SUPPLIED RECORDS:
____

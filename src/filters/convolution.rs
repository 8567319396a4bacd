//! Windowed gradient convolution
//!
//! For every window origin (x, y) with the whole K×K window inside the image,
//! `mag = floor(sqrt(gx² + gy²))` clamped to 255 is written at the origin
//! corner, not the window center. The strip of K-1 columns on the right and
//! K-1 rows at the bottom keeps its input value.

use log::{debug, warn};
use rayon::prelude::*;

use super::operator::{KernelPair, Operator};
use crate::models::GrayBuffer;

/// Gradient magnitude of the window whose top-left corner is (x, y)
///
/// The caller guarantees the window fits inside `gray`.
#[inline]
pub fn window_magnitude(gray: &GrayBuffer, kernels: &KernelPair, x: usize, y: usize) -> u8 {
    let mut sum_x = 0i32;
    let mut sum_y = 0i32;
    for dy in 0..kernels.size {
        let row = &gray.row(y + dy)[x..x + kernels.size];
        for (dx, &v) in row.iter().enumerate() {
            let v = v as i32;
            sum_x += v * kernels.gx_at(dy, dx);
            sum_y += v * kernels.gy_at(dy, dx);
        }
    }
    let mag = ((sum_x * sum_x + sum_y * sum_y) as f64).sqrt() as i32;
    mag.clamp(0, 255) as u8
}

fn fits(gray: &GrayBuffer, size: usize) -> bool {
    gray.width() >= size && gray.height() >= size
}

/// Apply `operator` to `gray`, returning a new buffer of the same size
pub fn convolve(gray: &GrayBuffer, operator: Operator) -> GrayBuffer {
    let kernels = operator.kernels();
    let mut out = gray.clone();
    if !fits(gray, kernels.size) {
        warn!(
            "{}x{} image smaller than {operator} window {}, left unfiltered",
            gray.width(),
            gray.height(),
            kernels.size
        );
        return out;
    }

    let last_x = gray.width() - kernels.size;
    let last_y = gray.height() - kernels.size;
    for x in 0..=last_x {
        for y in 0..=last_y {
            out.set(x, y, window_magnitude(gray, &kernels, x, y));
        }
    }

    debug!(
        "convolved {}x{} with {operator}",
        gray.width(),
        gray.height()
    );
    out
}

/// Row-parallel variant of [`convolve`]; output is identical
pub fn convolve_parallel(gray: &GrayBuffer, operator: Operator) -> GrayBuffer {
    let kernels = operator.kernels();
    let mut out = gray.clone();
    if !fits(gray, kernels.size) {
        warn!(
            "{}x{} image smaller than {operator} window {}, left unfiltered",
            gray.width(),
            gray.height(),
            kernels.size
        );
        return out;
    }

    let width = gray.width();
    let last_x = width - kernels.size;
    let last_y = gray.height() - kernels.size;
    out.as_bytes_mut()
        .par_chunks_mut(width)
        .enumerate()
        .take(last_y + 1)
        .for_each(|(y, row)| {
            for (x, dst) in row.iter_mut().enumerate().take(last_x + 1) {
                *dst = window_magnitude(gray, &kernels, x, y);
            }
        });

    debug!(
        "convolved {}x{} with {operator} (parallel)",
        gray.width(),
        gray.height()
    );
    out
}

#[cfg(test)]
mod tests {
    use super::*;

    fn step_edge() -> GrayBuffer {
        // 6x5, dark on the left, 200 from column 3
        let mut data = Vec::new();
        for _ in 0..5 {
            data.extend_from_slice(&[0, 0, 0, 200, 200, 200]);
        }
        GrayBuffer::from_raw(6, 5, data).unwrap()
    }

    #[test]
    fn test_sobel_origin_anchored() {
        let out = convolve(&step_edge(), Operator::Sobel);
        for y in 0..3 {
            assert_eq!(out.row(y), &[0, 255, 255, 0, 200, 200]);
        }
        // Bottom strip untouched
        assert_eq!(out.row(3), &[0, 0, 0, 200, 200, 200]);
        assert_eq!(out.row(4), &[0, 0, 0, 200, 200, 200]);
    }

    #[test]
    fn test_roberts_step_edge() {
        let out = convolve(&step_edge(), Operator::Roberts);
        for y in 0..4 {
            assert_eq!(out.row(y), &[0, 0, 255, 0, 0, 200]);
        }
        assert_eq!(out.row(4), &[0, 0, 0, 200, 200, 200]);
    }

    #[test]
    fn test_unclamped_magnitudes() {
        let gray = GrayBuffer::from_raw(3, 3, vec![10, 20, 30, 40, 50, 60, 70, 80, 90]).unwrap();

        // gx = 80, gy = 240, sqrt(64000) = 252.98
        let sobel = convolve(&gray, Operator::Sobel);
        assert_eq!(sobel.as_bytes(), &[252, 20, 30, 40, 50, 60, 70, 80, 90]);

        // Each 2x2 window: gx = -40, gy = -20, sqrt(2000) = 44.7
        let roberts = convolve(&gray, Operator::Roberts);
        assert_eq!(roberts.as_bytes(), &[44, 44, 30, 44, 44, 60, 70, 80, 90]);
    }

    #[test]
    fn test_flat_input_has_zero_gradient() {
        for op in [Operator::Sobel, Operator::Prewitt] {
            for (w, h) in [(3, 3), (7, 4), (16, 9)] {
                let out = convolve(&GrayBuffer::new(w, h), op);
                assert!(out.as_bytes().iter().all(|&v| v == 0), "{op} {w}x{h}");
            }
        }
    }

    #[test]
    fn test_saturated_gradient_clamps() {
        // Column 0 dark, the rest white: the first window sees the full
        // 0 -> 255 step (Sobel gx = 1020, Roberts |g| = 360)
        let mut step = GrayBuffer::filled(6, 4, 255);
        for y in 0..4 {
            step.set(0, y, 0);
        }
        for op in Operator::ALL {
            let out = convolve(&step, op);
            assert_eq!(out.get(0, 0), 255, "{op}");
            // Windows fully inside the white area have no gradient
            assert_eq!(out.get(2, 0), 0, "{op}");
        }
    }

    #[test]
    fn test_too_small_passes_through() {
        let gray = GrayBuffer::from_raw(2, 5, vec![9; 10]).unwrap();
        assert_eq!(convolve(&gray, Operator::Sobel), gray);
        assert_eq!(convolve_parallel(&gray, Operator::Prewitt), gray);

        let single = GrayBuffer::from_raw(1, 1, vec![42]).unwrap();
        assert_eq!(convolve(&single, Operator::Roberts), single);
    }

    #[test]
    fn test_parallel_matches_sequential() {
        let data: Vec<u8> = (0..17 * 11).map(|i| (i * 53 % 256) as u8).collect();
        let gray = GrayBuffer::from_raw(17, 11, data).unwrap();
        for op in Operator::ALL {
            assert_eq!(convolve(&gray, op), convolve_parallel(&gray, op), "{op}");
        }
    }
}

____

ACTION ITEM:
Filter the entries and copy out every line with the word "enumerate".

ANSWER TO THE EXERCISE:
        for (dx, &v) in row.iter().enumerate() {
        .enumerate()
            for (x, dst) in row.iter_mut().enumerate().take(last_x + 1) {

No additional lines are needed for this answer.